Retype, word for word, every line from the one holding "file doesn't exist" through the one holding "Catalog card records" in the entries below, both included, and only those lines.

Records contained in a dataset:
..............................

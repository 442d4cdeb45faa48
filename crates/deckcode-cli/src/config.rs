//! Command-line configuration.
//!
//! Options can be provided via:
//! - CLI arguments (`--to`, `--catalog`, etc.)
//! - Environment variables (`DECKCODE_TO`, `DECKCODE_CATALOG`, etc.)
//! - Default values
//!
//! # Example
//!
//! ```no_run
//! use deckcode_cli::CliConfig;
//!
//! let config = CliConfig::from_args();
//! config.validate().expect("Invalid configuration");
//! ```

use crate::error::ConfigError;
use clap::{Args, Parser, Subcommand, ValueEnum};
use deckcode_catalog::{Currency, PriceMode};
use deckcode_formats::{DeckFormat, ExportOptions, FormatVersion};
use std::path::PathBuf;

/// Input argument meaning "read standard input"
pub const STDIN_MARKER: &str = "-";

/// Top-level configuration loaded from CLI args and environment variables.
#[derive(Debug, Clone, Parser)]
#[command(
    name = "deckcode",
    about = "Convert, inspect and resolve shareable deck codes",
    version
)]
pub struct CliConfig {
    /// Write output to this file instead of stdout
    #[arg(short, long, global = true, env = "DECKCODE_OUTPUT")]
    pub output: Option<PathBuf>,

    /// Subcommand to run
    #[command(subcommand)]
    pub command: Command,
}

/// Subcommands.
#[derive(Debug, Clone, Subcommand)]
pub enum Command {
    /// Re-encode a deck in another format
    Convert(ConvertArgs),
    /// Report the detected format and zone sizes of a deck
    Inspect(InspectArgs),
    /// Look deck cards up in a catalog and total their prices
    Resolve(ResolveArgs),
}

/// Output formats for `convert`.
#[derive(Debug, Clone, Copy, PartialEq, Eq, ValueEnum)]
pub enum TargetFormat {
    /// Compact URL-safe token
    Token,
    /// Plaintext YDK list
    Ydk,
    /// `ydke://` link
    Ydke,
    /// Deck as a JSON object of zones
    Json,
}

impl TargetFormat {
    /// Codec format, or `None` for JSON
    pub const fn deck_format(self) -> Option<DeckFormat> {
        match self {
            Self::Token => Some(DeckFormat::Token),
            Self::Ydk => Some(DeckFormat::Ydk),
            Self::Ydke => Some(DeckFormat::Ydke),
            Self::Json => None,
        }
    }
}

/// Arguments for `convert`.
#[derive(Debug, Clone, Args)]
pub struct ConvertArgs {
    /// Deck input: `-` for stdin, a file path, or the deck code itself
    pub input: String,

    /// Output format
    #[arg(long, value_enum, env = "DECKCODE_TO", default_value = "token")]
    pub to: TargetFormat,

    /// Binary payload version for tokens (1 or 2)
    #[arg(long = "version", env = "DECKCODE_VERSION", default_value_t = 1)]
    pub format_version: u8,

    /// zlib compression level for tokens (0-9)
    #[arg(long, env = "DECKCODE_COMPRESSION_LEVEL", default_value_t = 9)]
    pub compression_level: u32,
}

impl ConvertArgs {
    /// Export options for the configured version and level.
    ///
    /// # Errors
    ///
    /// Returns `ConfigError::UnsupportedVersion` for an unknown version.
    pub fn export_options(&self) -> Result<ExportOptions, ConfigError> {
        let version = FormatVersion::from_byte(self.format_version)
            .ok_or(ConfigError::UnsupportedVersion(self.format_version))?;
        Ok(ExportOptions::default()
            .with_version(version)
            .with_compression_level(self.compression_level))
    }
}

/// Arguments for `inspect`.
#[derive(Debug, Clone, Args)]
pub struct InspectArgs {
    /// Deck input: `-` for stdin, a file path, or the deck code itself
    pub input: String,
}

/// Arguments for `resolve`.
#[derive(Debug, Clone, Args)]
pub struct ResolveArgs {
    /// Deck input: `-` for stdin, a file path, or the deck code itself
    pub input: String,

    /// Path to the JSON card catalog
    #[arg(long, env = "DECKCODE_CATALOG")]
    pub catalog: PathBuf,

    /// Currency for price totals
    #[arg(long, env = "DECKCODE_CURRENCY", default_value = "dollar_us")]
    pub currency: Currency,

    /// How vendor prices collapse into one figure
    #[arg(long, env = "DECKCODE_PRICE_MODE", default_value = "average")]
    pub price_mode: PriceMode,

    /// Emit a JSON report instead of text
    #[arg(long)]
    pub json: bool,
}

impl CliConfig {
    /// Parse configuration from command-line arguments.
    #[must_use]
    pub fn from_args() -> Self {
        Self::parse()
    }

    /// Deck input argument of the selected subcommand.
    pub fn input(&self) -> &str {
        match &self.command {
            Command::Convert(args) => &args.input,
            Command::Inspect(args) => &args.input,
            Command::Resolve(args) => &args.input,
        }
    }

    /// Validate configuration.
    ///
    /// # Errors
    ///
    /// Returns `ConfigError` if:
    /// - The payload version is not 1 or 2
    /// - The compression level is above 9
    /// - The catalog file doesn't exist
    pub fn validate(&self) -> Result<(), ConfigError> {
        match &self.command {
            Command::Convert(args) => {
                args.export_options()?;
                if args.compression_level > 9 {
                    return Err(ConfigError::InvalidCompressionLevel(args.compression_level));
                }
            }
            Command::Resolve(args) => {
                if !args.catalog.is_file() {
                    return Err(ConfigError::MissingCatalog(args.catalog.clone()));
                }
            }
            Command::Inspect(_) => {}
        }

        if self.input().trim().is_empty() {
            return Err(ConfigError::EmptyInput);
        }

        Ok(())
    }
}
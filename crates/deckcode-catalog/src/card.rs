//! Catalog card records

use crate::price::CardPrices;
use deckcode_formats::CardId;
use serde::{Deserialize, Serialize};

/// One catalog entry
///
/// Deserializes from `{"id": 89631139, "name": "...", "type": "...", "prices": {...}}`.
/// `type` and `prices` may be omitted.
#[derive(Debug, Clone, PartialEq, Serialize, Deserialize)]
pub struct Card {
    /// Card identifier
    pub id: CardId,
    /// Display name
    pub name: String,
    /// Card type line (e.g. "Normal Monster", "Spell Card")
    #[serde(rename = "type", default)]
    pub card_type: String,
    /// Vendor prices, when known
    #[serde(default, skip_serializing_if = "Option::is_none")]
    pub prices: Option<CardPrices>,
}

impl Card {
    /// Create a card without price data
    pub fn new(id: CardId, name: impl Into<String>, card_type: impl Into<String>) -> Self {
        Self {
            id,
            name: name.into(),
            card_type: card_type.into(),
            prices: None,
        }
    }

    /// Attach vendor prices
    #[must_use]
    pub fn with_prices(mut self, prices: CardPrices) -> Self {
        self.prices = Some(prices);
        self
    }
}

#[cfg(test)]
#[allow(clippy::expect_used, clippy::unwrap_used, clippy::panic)]
mod tests {
    use super::*;
    use pretty_assertions::assert_eq;

    #[test]
    fn test_deserialize_minimal() {
        let card: Card =
            serde_json::from_str(r#"{"id": 89631139, "name": "Blue-Eyes White Dragon"}"#).unwrap();
        assert_eq!(card.id, CardId::new(89_631_139));
        assert_eq!(card.card_type, "");
        assert!(card.prices.is_none());
    }

    #[test]
    fn test_serialize_uses_type_key() {
        let card = Card::new(CardId::new(7), "Pot of Greed", "Spell Card");
        let json = serde_json::to_value(&card).unwrap();
        assert_eq!(
            json,
            serde_json::json!({"id": 7, "name": "Pot of Greed", "type": "Spell Card"})
        );
    }
}
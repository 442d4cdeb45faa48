//! Deck input resolution
//!
//! A deck argument is read from stdin when it is `-`, from a file when it
//! names an existing file, and is otherwise taken literally as the deck code.

use crate::config::STDIN_MARKER;
use crate::error::{CliError, Result};
use std::io::Read;
use std::path::Path;

/// Resolve `arg` to deck text, reading `stdin` only when `arg` is `-`
///
/// # Errors
///
/// Returns `CliError::InputFailed` if stdin or the file cannot be read.
pub fn read_input<R: Read>(arg: &str, mut stdin: R) -> Result<String> {
    if arg == STDIN_MARKER {
        let mut text = String::new();
        stdin
            .read_to_string(&mut text)
            .map_err(|source| CliError::InputFailed {
                source_name: "stdin".to_string(),
                source,
            })?;
        tracing::debug!(bytes = text.len(), "read deck from stdin");
        return Ok(text);
    }

    let path = Path::new(arg);
    if path.is_file() {
        let text = std::fs::read_to_string(path).map_err(|source| CliError::InputFailed {
            source_name: path.display().to_string(),
            source,
        })?;
        tracing::debug!(path = %path.display(), bytes = text.len(), "read deck from file");
        return Ok(text);
    }

    Ok(arg.to_string())
}

#[cfg(test)]
#[allow(clippy::expect_used, clippy::unwrap_used, clippy::panic)]
mod tests {
    use super::*;
    use std::io::Write;
    use tempfile::NamedTempFile;

    #[test]
    fn test_stdin_marker() {
        let text = read_input("-", "#main\n1\n".as_bytes()).unwrap();
        assert_eq!(text, "#main\n1\n");
    }

    #[test]
    fn test_existing_file() {
        let mut file = NamedTempFile::new().unwrap();
        file.write_all(b"ydke://!!!").unwrap();
        let arg = file.path().to_str().unwrap();
        assert_eq!(read_input(arg, std::io::empty()).unwrap(), "ydke://!!!");
    }

    #[test]
    fn test_literal_code() {
        assert_eq!(read_input("AQIDBA", std::io::empty()).unwrap(), "AQIDBA");
    }

    #[test]
    fn test_invalid_utf8_file() {
        let mut file = NamedTempFile::new().unwrap();
        file.write_all(&[0xFF, 0xFE, 0x00]).unwrap();
        let arg = file.path().to_str().unwrap();
        assert!(matches!(
            read_input(arg, std::io::empty()),
            Err(CliError::InputFailed { .. })
        ));
    }
}
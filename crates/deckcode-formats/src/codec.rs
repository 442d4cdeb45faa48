//! Deck import/export façade
//!
//! [`DeckCodec`] ties the pipeline stages together and picks the right decoder
//! for pasted input:
//!
//! ```text
//! export: Deck -> pack -> compress -> to_text -> token
//! import: input -> sniff -> { token | YDK | YDKE } decoder -> Deck
//! ```
//!
//! Sniffing looks only at structure: a `ydke://` prefix selects YDKE, any YDK
//! sentinel line selects YDK, and input made entirely of token characters
//! goes through the token pipeline. Anything else is
//! [`DecodingError::UnrecognizedFormat`]. Once a path is chosen its error is
//! returned as-is; there is no fallback to another format.
//!
//! # Usage
//!
//! ```rust
//! use deckcode_formats::codec::DeckCodec;
//! use deckcode_formats::deck::Deck;
//!
//! # fn main() -> Result<(), Box<dyn std::error::Error>> {
//! let codec = DeckCodec::default();
//! let deck = Deck::builder().main(89631139u64).main(89631139u64).extra(44508094u64).build();
//!
//! let token = codec.export_token(&deck)?;
//! assert_eq!(codec.import_any(token.as_str())?, deck);
//!
//! let list = codec.export_plain_text(&deck);
//! assert_eq!(codec.import_any(&list)?, deck);
//! # Ok(())
//! # }
//! ```

use crate::compression::{self, DEFAULT_LEVEL};
use crate::deck::Deck;
use crate::error::{DecodeResult, DecodingError, EncodeResult};
use crate::pack::{self, FormatVersion};
use crate::text;
use crate::ydk;
use crate::ydke;
use std::fmt;
use std::str::FromStr;

/// External deck representations understood by [`DeckCodec`]
#[derive(Debug, Clone, Copy, PartialEq, Eq, Hash)]
pub enum DeckFormat {
    /// Compact URL-safe token
    Token,
    /// Plaintext YDK list
    Ydk,
    /// `ydke://` link
    Ydke,
}

impl DeckFormat {
    /// Short lowercase name
    pub const fn name(self) -> &'static str {
        match self {
            Self::Token => "token",
            Self::Ydk => "ydk",
            Self::Ydke => "ydke",
        }
    }

    /// Detect the format of `input` from its structure alone
    pub fn sniff(input: &str) -> Option<Self> {
        if ydke::looks_like_ydke(input) {
            return Some(Self::Ydke);
        }
        if ydk::looks_like_ydk(input) {
            return Some(Self::Ydk);
        }
        let trimmed = input.trim();
        if !trimmed.is_empty() && trimmed.chars().all(text::is_token_char) {
            return Some(Self::Token);
        }
        None
    }
}

impl fmt::Display for DeckFormat {
    fn fmt(&self, f: &mut fmt::Formatter<'_>) -> fmt::Result {
        f.write_str(self.name())
    }
}

impl FromStr for DeckFormat {
    type Err = String;

    fn from_str(s: &str) -> Result<Self, Self::Err> {
        match s.to_ascii_lowercase().as_str() {
            "token" => Ok(Self::Token),
            "ydk" | "text" | "plain" => Ok(Self::Ydk),
            "ydke" => Ok(Self::Ydke),
            other => Err(format!("unknown deck format: {other}")),
        }
    }
}

/// URL-safe exported deck token
#[derive(Debug, Clone, PartialEq, Eq, Hash)]
pub struct EncodedToken(String);

impl EncodedToken {
    /// Token text
    pub fn as_str(&self) -> &str {
        &self.0
    }

    /// Take the token text
    pub fn into_string(self) -> String {
        self.0
    }
}

impl fmt::Display for EncodedToken {
    fn fmt(&self, f: &mut fmt::Formatter<'_>) -> fmt::Result {
        f.write_str(&self.0)
    }
}

impl AsRef<str> for EncodedToken {
    fn as_ref(&self) -> &str {
        &self.0
    }
}

/// Export settings
///
/// Tokens are deterministic for a fixed set of options: the same deck always
/// yields the same token.
#[derive(Debug, Clone, Copy, PartialEq, Eq)]
pub struct ExportOptions {
    /// Packed payload layout
    pub version: FormatVersion,
    /// zlib level, 0-9
    pub compression_level: u32,
}

impl Default for ExportOptions {
    fn default() -> Self {
        Self {
            version: FormatVersion::V1,
            compression_level: DEFAULT_LEVEL,
        }
    }
}

impl ExportOptions {
    /// Use a different payload layout
    pub fn with_version(mut self, version: FormatVersion) -> Self {
        self.version = version;
        self
    }

    /// Use a different zlib level (clamped to 9)
    pub fn with_compression_level(mut self, level: u32) -> Self {
        self.compression_level = level.min(9);
        self
    }
}

/// Deck import/export façade
#[derive(Debug, Clone, Copy, Default)]
pub struct DeckCodec {
    options: ExportOptions,
}

impl DeckCodec {
    /// Create a codec with explicit export options
    pub fn new(options: ExportOptions) -> Self {
        Self { options }
    }

    /// Export options in use
    pub fn options(&self) -> ExportOptions {
        self.options
    }

    /// Pack, compress and text-encode `deck`
    pub fn export_token(&self, deck: &Deck) -> EncodeResult<EncodedToken> {
        let packed = pack::pack(deck, self.options.version)?;
        let compressed = compression::compress(&packed, self.options.compression_level);

        tracing::debug!(
            version = self.options.version.as_byte(),
            packed = packed.len(),
            compressed = compressed.len(),
            mode = ?compression::mode_of(&compressed),
            "exported deck token"
        );

        Ok(EncodedToken(text::to_text(&compressed)))
    }

    /// Render `deck` as a YDK list
    pub fn export_plain_text(&self, deck: &Deck) -> String {
        ydk::to_ydk(deck)
    }

    /// Render `deck` as a YDKE link
    pub fn export_ydke(&self, deck: &Deck) -> EncodeResult<String> {
        ydke::to_ydke(deck)
    }

    /// Export `deck` in the requested format
    pub fn export(&self, deck: &Deck, format: DeckFormat) -> EncodeResult<String> {
        match format {
            DeckFormat::Token => self.export_token(deck).map(EncodedToken::into_string),
            DeckFormat::Ydk => Ok(self.export_plain_text(deck)),
            DeckFormat::Ydke => self.export_ydke(deck),
        }
    }

    /// Decode a token produced by [`DeckCodec::export_token`]
    ///
    /// Surrounding whitespace is ignored. The token carries its own payload
    /// version, so tokens from any supported version decode regardless of
    /// this codec's export options.
    pub fn import_token(&self, token: &str) -> DecodeResult<Deck> {
        let compressed = text::from_text(token.trim())?;
        let packed = compression::decompress(&compressed)?;
        pack::unpack(&packed)
    }

    /// Decode `input` as a specific format
    pub fn import_as(&self, input: &str, format: DeckFormat) -> DecodeResult<Deck> {
        match format {
            DeckFormat::Token => self.import_token(input),
            DeckFormat::Ydk => ydk::parse_ydk(input),
            DeckFormat::Ydke => ydke::parse_ydke(input),
        }
    }

    /// Detect the format of `input` and decode it
    pub fn import_detect(&self, input: &str) -> DecodeResult<(DeckFormat, Deck)> {
        let Some(format) = DeckFormat::sniff(input) else {
            tracing::debug!(len = input.len(), "input matches no deck format");
            return Err(DecodingError::UnrecognizedFormat);
        };

        tracing::debug!(%format, "sniffed deck format");
        let deck = self.import_as(input, format)?;
        Ok((format, deck))
    }

    /// Detect the format of `input` and decode it, discarding the format
    pub fn import_any(&self, input: &str) -> DecodeResult<Deck> {
        self.import_detect(input).map(|(_, deck)| deck)
    }
}

/// Export a token with default options
pub fn export_token(deck: &Deck) -> EncodeResult<EncodedToken> {
    DeckCodec::default().export_token(deck)
}

/// Export a YDK list
pub fn export_plain_text(deck: &Deck) -> String {
    ydk::to_ydk(deck)
}

/// Import any supported format
pub fn import_any(input: &str) -> DecodeResult<Deck> {
    DeckCodec::default().import_any(input)
}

..............................

## Response to the task
    /// - The catalog file doesn't exist
    pub fn validate(&self) -> Result<(), ConfigError> {
        match &self.command {
            Command::Convert(args) => {
                args.export_options()?;
                if args.compression_level > 9 {
                    return Err(ConfigError::InvalidCompressionLevel(args.compression_level));
                }
            }
            Command::Resolve(args) => {
                if !args.catalog.is_file() {
                    return Err(ConfigError::MissingCatalog(args.catalog.clone()));
                }
            }
            Command::Inspect(_) => {}
        }

        if self.input().trim().is_empty() {
            return Err(ConfigError::EmptyInput);
        }

        Ok(())
    }
}
filename crates/deckcode-catalog/src/card.rs
//! Catalog card records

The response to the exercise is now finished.